Aug 7, 2008 at 4:52 PM Post #5 of 9
Clipping can happen at any active stage of audio reproduction.

You can clip in the mic preamp, in the mixing board, on the recorder, anywhere.

Anywhere that the wave form exceeds the available peak-to-peak output voltage of a device. And this can potentially occur at any point at all.

A lot of new CDs, the audio was badly clipped before it even got pressed, so it will always sound terrible no matter how nice your gear is.

Or you could have a good clean recording and a player that can't swing enough volts on the output for how far you have to turn it up to hear it as loud as you want, and get clipping at that stage.
 
Aug 7, 2008 at 5:06 PM Post #6 of 9
Quote:

Originally Posted by monolith /img/forum/go_quote.gif
There are different kinds of clipping.

An amplifier can clip when it's overdriven. I believe that's called hard clipping.

There's also soft clipping, the abundance of which is one of the things that makes badly mastered music sound bad. If you've ever looked at a waveform of a song, the maximum volume on those is 0dbFS (decibels full scale, 0dbFS being the maximum amplitude that the digital system can represent). When the amplitude of the music attempts to rise over full scale it's artificially cut off at that level, which is soft clipping.



Soft clipping and hard clipping don't have anything to do with what's causing the clipping, just what the resulting waveform looks like. Soft clipping rounds off the edges of the waveform where it clips, where hard clipping retains the sharp edge. See here for a more detailed explanation.

Most tube amps designs soft clip while most solid state amps hard clip. This was a big deal at the advent of solid state amplifier technology, as while they measured much better than tube amps, they still manged to sound terrible in real world usage. It ended up being that most of those issues were down to differences in clipping handling. As power output capabilities then weren't as high as they are now and dynamic range compression usage was lower, amps routinely ran in output power ranges where clipping was unavoidable. In that regime, tube amps sounded much better due to the difference in harmonic content between soft and hard clipping.

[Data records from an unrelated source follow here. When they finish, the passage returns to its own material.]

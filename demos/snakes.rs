use std::env;
use std::process::exit;

use npdiff::algorithms::{onp, SnakeTrace};

fn main() {
    env_logger::init();

    let args: Vec<String> = env::args().collect();
    if args.len() != 3 {
        eprintln!("usage: {} <str1> <str2>", args[0]);
        exit(1);
    }

    let old = args[1].chars().collect::<Vec<_>>();
    let new = args[2].chars().collect::<Vec<_>>();
    let mut trace = SnakeTrace::new(&old, &new);
    match onp::calculate(&mut trace) {
        Ok(()) => {}
        Err(never) => match never {},
    }

    if let Some((m, n, delta)) = trace.dimensions() {
        println!("M={}, N={}, delta={}", m, n, delta);
    }

    for snake in trace.snakes() {
        print!("  fp[{}] -> fp[{}]", snake.k0, snake.k);
        if !snake.is_empty() {
            print!(
                ", snake [{},{}):[{},{}) {:?}:{:?}",
                snake.old.start,
                snake.old.end,
                snake.new.start,
                snake.new.end,
                old[snake.old.clone()].iter().collect::<String>(),
                new[snake.new.clone()].iter().collect::<String>(),
            );
        }
        println!();
    }
    if let Some((p, d)) = trace.outcome() {
        println!("p={}, D={}", p, d);
    }
}
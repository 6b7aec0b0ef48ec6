use std::ops::Range;

use crate::algorithms::ForwardPoint;

/// Handle of a [`Link`] inside a [`LinkPool`].
#[derive(Debug, Clone, Copy, PartialEq, Eq, Hash)]
pub struct LinkId(usize);

/// One matched run in a common sequence chain.
///
/// The run covers `old_start..old_end` in the old sequence and the equally
/// long range starting at `new_start` in the new sequence.
#[derive(Debug, Clone, PartialEq, Eq)]
pub struct Link {
    prev: Option<LinkId>,
    next: Option<LinkId>,
    old_start: usize,
    old_end: usize,
    new_start: usize,
}

impl Link {
    /// The run that preceded this one on the path.
    pub fn prev(&self) -> Option<LinkId> {
        self.prev
    }

    /// The run that follows this one.  Only set after [`LinkPool::reverse`].
    pub fn next(&self) -> Option<LinkId> {
        self.next
    }

    /// The matched range in the old sequence.
    pub fn old_range(&self) -> Range<usize> {
        self.old_start..self.old_end
    }

    /// The matched range in the new sequence.
    pub fn new_range(&self) -> Range<usize> {
        self.new_start..self.new_start + self.len()
    }

    /// Number of matched elements.
    pub fn len(&self) -> usize {
        self.old_end - self.old_start
    }

    pub fn is_empty(&self) -> bool {
        self.len() == 0
    }
}

/// Arena of common sequence links.
///
/// Links are only ever appended and are all released together with the
/// pool.  Each diagonal of the forward point array refers to the head of
/// its chain by [`LinkId`].
#[derive(Debug, Clone, Default)]
pub struct LinkPool {
    links: Vec<Link>,
}

impl LinkPool {
    pub fn new() -> LinkPool {
        LinkPool::default()
    }

    /// Appends a run chained to `prev` and returns its handle.
    pub fn push(&mut self, prev: Option<LinkId>, old: Range<usize>, new_start: usize) -> LinkId {
        let id = LinkId(self.links.len());
        self.links.push(Link {
            prev,
            next: None,
            old_start: old.start,
            old_end: old.end,
            new_start,
        });
        id
    }

    pub fn get(&self, id: LinkId) -> &Link {
        &self.links[id.0]
    }

    pub fn len(&self) -> usize {
        self.links.len()
    }

    pub fn is_empty(&self) -> bool {
        self.links.is_empty()
    }

    /// Walks the chain ending in `last` backwards and links it forward.
    ///
    /// Returns the first run of the chain.  `prev` links are left intact.
    pub fn reverse(&mut self, last: Option<LinkId>) -> Option<LinkId> {
        let mut next = None;
        let mut current = last;
        while let Some(id) = current {
            let link = &mut self.links[id.0];
            current = link.prev;
            link.next = next;
            next = Some(id);
        }
        next
    }

    /// Iterates over a chain following the `next` links from `first`.
    pub fn iter(&self, first: Option<LinkId>) -> Chain<'_> {
        Chain {
            pool: self,
            current: first,
        }
    }
}

/// Iterator over a reversed chain, see [`LinkPool::iter`].
pub struct Chain<'pool> {
    pool: &'pool LinkPool,
    current: Option<LinkId>,
}

impl<'pool> Iterator for Chain<'pool> {
    type Item = &'pool Link;

    fn next(&mut self) -> Option<&'pool Link> {
        let link = self.pool.get(self.current?);
        self.current = link.next;
        Some(link)
    }
}

/// A forward point that also remembers the head of the common sequence
/// chain that reached it.
#[derive(Debug, Clone, Copy, PartialEq, Eq)]
pub struct ChainedFp {
    pub point: isize,
    pub head: Option<LinkId>,
}

impl ForwardPoint for ChainedFp {
    fn sentinel() -> ChainedFp {
        ChainedFp {
            point: -1,
            head: None,
        }
    }

    #[inline(always)]
    fn point(&self) -> isize {
        self.point
    }

    #[inline(always)]
    fn set_point(&mut self, y: isize) {
        self.point = y;
    }
}

#[test]
fn test_reverse_chain() {
    let mut pool = LinkPool::new();
    let a = pool.push(None, 0..2, 1);
    let b = pool.push(Some(a), 3..4, 5);
    let _unrelated = pool.push(Some(a), 2..3, 2);
    let c = pool.push(Some(b), 6..9, 7);

    let first = pool.reverse(Some(c));
    assert_eq!(first, Some(a));
    let runs = pool
        .iter(first)
        .map(|link| (link.old_range(), link.new_range()))
        .collect::<Vec<_>>();
    assert_eq!(runs, vec![(0..2, 1..3), (3..4, 5..6), (6..9, 7..10)]);
    assert_eq!(pool.get(c).prev(), Some(b));
    assert_eq!(pool.len(), 4);
}

#[test]
fn test_reverse_empty_chain() {
    let mut pool = LinkPool::new();
    assert!(pool.is_empty());
    assert_eq!(pool.reverse(None), None);
    assert_eq!(pool.iter(None).count(), 0);
}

Most clipping issues nowadays have to do with music mastering and the drive toward ever higher dB. As monolith noted, jacking the gain up so that the volume exceeds 0 dBFS incurs some form of clipping, whether it's hard or soft clipping depends on the compressors/limiters the sound engineer uses.
 
Aug 7, 2008 at 5:44 PM Post #7 of 9
The links and explanations above are good, but not simple.

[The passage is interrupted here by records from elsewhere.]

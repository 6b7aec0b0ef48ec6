use crate::algorithms::DiffHook;

/// A [`DiffHook`] that combines deletions and insertions to give blocks
/// of maximal length, and replacements when appropriate.
///
/// Adjacent equal sections are merged as well.
pub struct Replace<D: DiffHook> {
    d: D,
    del: Option<(usize, usize, usize)>,
    ins: Option<(usize, usize, usize)>,
    eq: Option<(usize, usize, usize)>,
}

impl<D: DiffHook> Replace<D> {
    /// Wraps another hook.
    pub fn new(d: D) -> Self {
        Replace {
            d,
            del: None,
            ins: None,
            eq: None,
        }
    }

    /// Extracts the wrapped hook.
    pub fn into_inner(self) -> D {
        self.d
    }

    fn flush_eq(&mut self) -> Result<(), D::Error> {
        if let Some((old_index, new_index, len)) = self.eq.take() {
            self.d.equal(old_index, new_index, len)?;
        }
        Ok(())
    }

    fn flush_change(&mut self) -> Result<(), D::Error> {
        match (self.del.take(), self.ins.take()) {
            (Some((old_index, old_len, _)), Some((_, new_index, new_len))) => {
                self.d.replace(old_index, old_len, new_index, new_len)
            }
            (Some((old_index, old_len, new_index)), None) => {
                self.d.delete(old_index, old_len, new_index)
            }
            (None, Some((old_index, new_index, new_len))) => {
                self.d.insert(old_index, new_index, new_len)
            }
            (None, None) => Ok(()),
        }
    }
}

impl<D: DiffHook> AsRef<D> for Replace<D> {
    fn as_ref(&self) -> &D {
        &self.d
    }
}

impl<D: DiffHook> AsMut<D> for Replace<D> {
    fn as_mut(&mut self) -> &mut D {
        &mut self.d
    }
}

impl<D: DiffHook> DiffHook for Replace<D> {
    type Error = D::Error;

    fn equal(&mut self, old_index: usize, new_index: usize, len: usize) -> Result<(), D::Error> {
        self.flush_change()?;
        self.eq = Some(match self.eq.take() {
            Some((old0, new0, len0)) => (old0, new0, len0 + len),
            None => (old_index, new_index, len),
        });
        Ok(())
    }

    fn delete(&mut self, old_index: usize, old_len: usize, new_index: usize) -> Result<(), D::Error> {
        self.flush_eq()?;
        self.del = Some(match self.del.take() {
            Some((old0, len0, new0)) => {
                debug_assert_eq!(old_index, old0 + len0);
                (old0, len0 + old_len, new0)
            }
            None => (old_index, old_len, new_index),
        });
        Ok(())
    }

    fn insert(&mut self, old_index: usize, new_index: usize, new_len: usize) -> Result<(), D::Error> {
        self.flush_eq()?;
        self.ins = Some(match self.ins.take() {
            Some((old0, new0, len0)) => {
                debug_assert_eq!(new_index, new0 + len0);
                (old0, new0, len0 + new_len)
            }
            None => (old_index, new_index, new_len),
        });
        Ok(())
    }

    fn replace(
        &mut self,
        old_index: usize,
        old_len: usize,
        new_index: usize,
        new_len: usize,
    ) -> Result<(), D::Error> {
        self.flush_eq()?;
        self.flush_change()?;
        self.d.replace(old_index, old_len, new_index, new_len)
    }

    fn finish(&mut self) -> Result<(), D::Error> {
        self.flush_eq()?;
        self.flush_change()?;
        self.d.finish()
    }
}

#[test]
fn test_replace_lines() {
    use crate::algorithms::onp;

    let a: &[&str] = &[
        ">>>>>>>>>>>>>>>>>>>>>>>>>>>>>>>>\n",
        "a\n",
        "b\n",
        "c\n",
        "================================\n",
        "d\n",
        "e\n",
        "f\n",
        "<<<<<<<<<<<<<<<<<<<<<<<<<<<<<<<<\n",
    ];
    let b: &[&str] = &[
        ">>>>>>>>>>>>>>>>>>>>>>>>>>>>>>>>\n",
        "x\n",
        "b\n",
        "c\n",
        "================================\n",
        "y\n",
        "e\n",
        "f\n",
        "<<<<<<<<<<<<<<<<<<<<<<<<<<<<<<<<\n",
    ];

    struct D(Vec<String>);
    impl DiffHook for D {
        type Error = ();
        fn equal(&mut self, o: usize, n: usize, len: usize) -> Result<(), ()> {
            self.0.push(format!("equal {:?} {:?} {:?}", o, n, len));
            Ok(())
        }
        fn delete(&mut self, o: usize, len: usize, new: usize) -> Result<(), ()> {
            self.0.push(format!("delete {:?} {:?} {:?}", o, len, new));
            Ok(())
        }
        fn insert(&mut self, o: usize, n: usize, len: usize) -> Result<(), ()> {
            self.0.push(format!("insert {:?} {:?} {:?}", o, n, len));
            Ok(())
        }
        fn replace(&mut self, o: usize, l: usize, n: usize, nl: usize) -> Result<(), ()> {
            self.0
                .push(format!("replace {:?} {:?} {:?} {:?}", o, l, n, nl));
            Ok(())
        }
    }
    let mut d = Replace::new(D(Vec::new()));
    onp::diff(&mut d, a, 0..a.len(), b, 0..b.len()).unwrap();

    insta::assert_debug_snapshot!(&d.into_inner().0, @r###"
    [
        "equal 0 0 1",
        "replace 1 1 1 1",
        "equal 2 2 3",
        "replace 5 1 5 1",
        "equal 6 6 3",
    ]
    "###);
}

#[test]
fn test_replace_merges() {
    use crate::algorithms::{onp, Capture, DiffOp};

    let mut d = Replace::new(Capture::new());
    onp::diff_slices(&mut d, b"ABCABBA", b"CBABAC").unwrap();
    let ops = d.into_inner().into_ops();
    assert_eq!(
        ops[0],
        DiffOp::Replace {
            old_index: 0,
            old_len: 1,
            new_index: 0,
            new_len: 1,
        }
    );
    assert_eq!(ops.len(), 7);

    let mut d = Replace::new(Capture::new());
    onp::diff_slices(&mut d, b"a", b"b").unwrap();
    assert_eq!(
        d.as_ref().ops(),
        &[DiffOp::Replace {
            old_index: 0,
            old_len: 1,
            new_index: 0,
            new_len: 1,
        }]
    );
}
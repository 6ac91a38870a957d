//! Decoded state, type, and protection flags of a memory region.
//!
//! The raw values are the Windows `MEM_*` and `PAGE_*` constants reported in
//! the minidump memory info stream. They are decoded once, when a `Region` is
//! built, so nothing downstream re-tests raw integers.

use bitflags::bitflags;
use std::fmt;

const MEM_COMMIT: u32 = 0x1000;
const MEM_RESERVE: u32 = 0x2000;
const MEM_FREE: u32 = 0x10000;

/// Allocation state of a region. Exactly one state applies.
#[derive(Copy, Clone, Debug, PartialEq, Eq, Hash)]
pub enum RegionState {
    Commit,
    Reserve,
    Free,

    /// Anything other than exactly one known state bit.
    Unknown(u32),
}

impl From<u32> for RegionState {
    fn from(raw: u32) -> Self {
        match raw {
            MEM_COMMIT => RegionState::Commit,
            MEM_RESERVE => RegionState::Reserve,
            MEM_FREE => RegionState::Free,
            other => RegionState::Unknown(other),
        }
    }
}

impl fmt::Display for RegionState {
    fn fmt(&self, f: &mut fmt::Formatter<'_>) -> fmt::Result {
        f.pad(match self {
            RegionState::Commit => "commit",
            RegionState::Reserve => "reserve",
            RegionState::Free => "free",
            RegionState::Unknown(_) => "unknown",
        })
    }
}

bitflags! {
    /// Backing type of a region. Unlisted bits are retained as-is.
    #[derive(Copy, Clone, Debug, PartialEq, Eq, Hash)]
    pub struct RegionType: u32 {
        const PRIVATE = 0x0002_0000;
        const MAPPED = 0x0004_0000;
        const IMAGE = 0x0100_0000;
    }
}

impl RegionType {
    pub fn is_image(self) -> bool {
        self.contains(RegionType::IMAGE)
    }
}

impl fmt::Display for RegionType {
    fn fmt(&self, f: &mut fmt::Formatter<'_>) -> fmt::Result {
        let label = if self.is_image() {
            "image"
        } else if self.contains(RegionType::MAPPED) {
            "mapped"
        } else if self.contains(RegionType::PRIVATE) {
            "private"
        } else {
            ""
        };

        f.pad(label)
    }
}

/// The access mode selected by the low byte of a protection value.
#[derive(Copy, Clone, Debug, PartialEq, Eq, Hash)]
pub enum BaseProtection {
    Unspecified,
    NoAccess,
    ReadOnly,
    ReadWrite,
    WriteCopy,
    Execute,
    ExecuteRead,
    ExecuteReadWrite,
    ExecuteWriteCopy,
}

impl BaseProtection {
    fn from_bit(bit: u8) -> Option<Self> {
        match bit {
            0x00 => Some(BaseProtection::Unspecified),
            0x01 => Some(BaseProtection::NoAccess),
            0x02 => Some(BaseProtection::ReadOnly),
            0x04 => Some(BaseProtection::ReadWrite),
            0x08 => Some(BaseProtection::WriteCopy),
            0x10 => Some(BaseProtection::Execute),
            0x20 => Some(BaseProtection::ExecuteRead),
            0x40 => Some(BaseProtection::ExecuteReadWrite),
            0x80 => Some(BaseProtection::ExecuteWriteCopy),
            _ => None,
        }
    }

    /// Decode the low byte of a protection value.
    ///
    /// Valid values have at most one bit set. When more than one is set, the
    /// lowest one selects the mode and the others are dropped.
    pub fn from_low_byte(low: u8) -> Self {
        Self::from_bit(low)
            .or_else(|| Self::from_bit(low & low.wrapping_neg()))
            .unwrap_or(BaseProtection::Unspecified)
    }

    pub fn label(self) -> &'static str {
        match self {
            BaseProtection::Unspecified => "",
            BaseProtection::NoAccess => "NA",
            BaseProtection::ReadOnly => "RO",
            BaseProtection::ReadWrite => "RW",
            BaseProtection::WriteCopy => "CW",
            BaseProtection::Execute => "EX",
            BaseProtection::ExecuteRead => "EX+RD",
            BaseProtection::ExecuteReadWrite => "EX+RW",
            BaseProtection::ExecuteWriteCopy => "EX+CW",
        }
    }
}

bitflags! {
    /// Page attributes that may accompany any base protection.
    #[derive(Copy, Clone, Debug, PartialEq, Eq, Hash)]
    pub struct ProtectModifiers: u32 {
        const GUARD = 0x100;
        const NOCACHE = 0x200;
        const WRITECOMBINE = 0x400;
    }
}

/// Bits of a protection value covered by the base mode and the modifiers.
const PROTECT_KNOWN_MASK: u32 = 0x7FF;

/// A decoded page protection value.
#[derive(Copy, Clone, Debug, PartialEq, Eq, Hash)]
pub struct Protection {
    pub base: BaseProtection,
    pub modifiers: ProtectModifiers,

    /// Set bits above `0x7FF`, kept verbatim.
    pub other: u32,
}

impl From<u32> for Protection {
    fn from(raw: u32) -> Self {
        Protection {
            base: BaseProtection::from_low_byte((raw & 0xFF) as u8),
            modifiers: ProtectModifiers::from_bits_truncate(raw),
            other: raw & !PROTECT_KNOWN_MASK,
        }
    }
}

impl fmt::Display for Protection {
    fn fmt(&self, f: &mut fmt::Formatter<'_>) -> fmt::Result {
        write!(f, "{}", self.base.label())?;

        if self.modifiers.contains(ProtectModifiers::GUARD) {
            write!(f, "+PG")?;
        }
        if self.modifiers.contains(ProtectModifiers::NOCACHE) {
            write!(f, "+NC")?;
        }
        if self.modifiers.contains(ProtectModifiers::WRITECOMBINE) {
            write!(f, "+WC")?;
        }

        if self.other != 0 {
            write!(f, "+{}", self.other)?;
        }

        Ok(())
    }
}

Simple explanation: Clipping indicates a waveform has been "clipped" and therefore information has been lost. This information is usually not recoverable, so if you are concerned with the fidelity of audio reproduction, clipping is to be avoided.
 
Aug 7, 2008 at 7:34 PM Post #9 of 9
Quote:

Originally Posted by tjumper78 /img/forum/go_quote.gif
i used to enjoy my ipod with a cheap cmoy amp for my car stereo. turning up the volume too high on the cmoy, i heard clipping noise with every bass beat.
is that clipping?



Exactly. If clipping is going to occur anywhere, it's going to be where the waveform has the greatest amplitude. It's simple, too much input leads to distorted and clipped output. This is extremely bad for hi-fi audio. It can ruin sound faster than any other problem.

But while we're on the topic...

Distortion is very desirable, I've discovered, for playing amplified harmonica. You want every single component of the assembly to be as overdriven as possible. Use as much volume as possible to get a good response from the mic, use a lower impedance mic, overdrive into your FBX unit(s), use it to overdrive the preamp section of your amp, use the overdrive feature, and then use a smaller amp so the amplifier and output is also overdriven. It's stuff like that that gives your sound an edge because you're changing the waveform slightly in each step.

Did you know that Stevie Ray Vaughan never used the overdrive feature on any of his amps? That's because he turned up everything else so much and played so hard with such thick strings that his actual output sounded like that.